Tak pelak, Gattuso sampai meminta maaf kepada publik Italia atas kekalahan tersebut. Pun begitu, ia tetap bangga dengan perjuangan Moise Kean dan kawan-kawan yang tampil dengan 10 orang setelah Alessandro Bastoni di menit ke-41.
“Anak-anak tidak layak mendapat hasil ini, atas kerja keras, cinta, dan determinasi mereka. Kami punya tiga peluang dan sebagian besar dari umpan silang Bosnia membuat kami geli,” urai Gattuso, disitat dari Football Italia, Rabu (1/4/2026).

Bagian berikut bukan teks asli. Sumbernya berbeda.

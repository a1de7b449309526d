use thiserror::Error;

/// Input problems caught by [`PostStore::add`](crate::posts::PostStore::add).
///
/// These never change store state; the caller reports them and moves on.
#[derive(Error, Debug, Clone, PartialEq, Eq)]
pub enum ValidationError {
    #[error("No image supplied")]
    MissingImage,

    #[error("Unsupported image format: {0} (use PNG, JPEG, WebP or GIF)")]
    UnsupportedFormat(String),

    #[error("Image too large: {size} bytes (max {max} bytes)")]
    TooLarge { size: usize, max: usize },
}

#[derive(Error, Debug)]
pub enum GalleryError {
    #[error(transparent)]
    Validation(#[from] ValidationError),

    #[error("Post not found: {0}")]
    PostNotFound(String),

    #[error("Invalid setting: {0}")]
    InvalidSetting(String),

    #[error("Invalid image data: {0}")]
    InvalidDataUrl(String),

    #[error("IO error: {0}")]
    Io(#[from] std::io::Error),

    #[error("Serialization error: {0}")]
    Serialization(#[from] serde_json::Error),

    #[error("Store error: {0}")]
    Store(String),

    #[error("Api Error: {0}")]
    Api(String),
}

impl GalleryError {
    /// True for errors raised by the storage layer rather than by caller input.
    pub fn is_persistence(&self) -> bool {
        matches!(
            self,
            GalleryError::Io(_) | GalleryError::Serialization(_) | GalleryError::Store(_)
        )
    }
}

pub type Result<T> = std::result::Result<T, GalleryError>;
use crate::commands::{CmdMessage, CmdResult};
use crate::error::Result;
use crate::model::Theme;
use crate::settings::SettingsStore;
use crate::store::StorageBackend;

#[derive(Debug, Clone, PartialEq, Eq)]
pub enum SettingsAction {
    Show,
    SetTheme(Theme),
    SetAnimations(bool),
}

pub fn run<B: StorageBackend>(
    store: &mut SettingsStore<B>,
    action: SettingsAction,
) -> Result<CmdResult> {
    let mut result = CmdResult::default();

    match action {
        SettingsAction::Show => {}
        SettingsAction::SetTheme(theme) => {
            store.set_theme(theme)?;
            result.add_message(CmdMessage::success(format!("Theme set to {}", theme)));
        }
        SettingsAction::SetAnimations(enabled) => {
            store.set_animations(enabled)?;
            let state = if enabled { "enabled" } else { "disabled" };
            result.add_message(CmdMessage::success(format!("Animations {}", state)));
        }
    }

    Ok(result.with_settings(store.get()))
}
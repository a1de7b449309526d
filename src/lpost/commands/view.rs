use crate::commands::helpers::{resolve_all, PostSelector};
use crate::commands::CmdResult;
use crate::error::Result;
use crate::posts::PostStore;
use crate::store::StorageBackend;

pub fn run<B: StorageBackend>(
    store: &PostStore<B>,
    selectors: &[PostSelector],
) -> Result<CmdResult> {
    let posts = resolve_all(store, selectors)?;
    Ok(CmdResult::default().with_listed_posts(posts))
}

“Saya tetap bangga dengan anak-anak. Jika Anda mencolek saya dengan belati hari ini, darah saya tidak akan mengucur, sudah habis. Saya pribadi meminta maaf karena gagal tapi anak-anak ini sudah memberikan segalanya,” tandas pria yang akrab disapa Rhino itu.
Kegagalan itu membuat masa depan Gattuso sebagai pelatih Timnas Italia diselimuti tanda tanya. Patut dinanti apakah sang pelatih akan tetap menukangi tim hingga Juni 2026 atau diberhentikan oleh FIGC.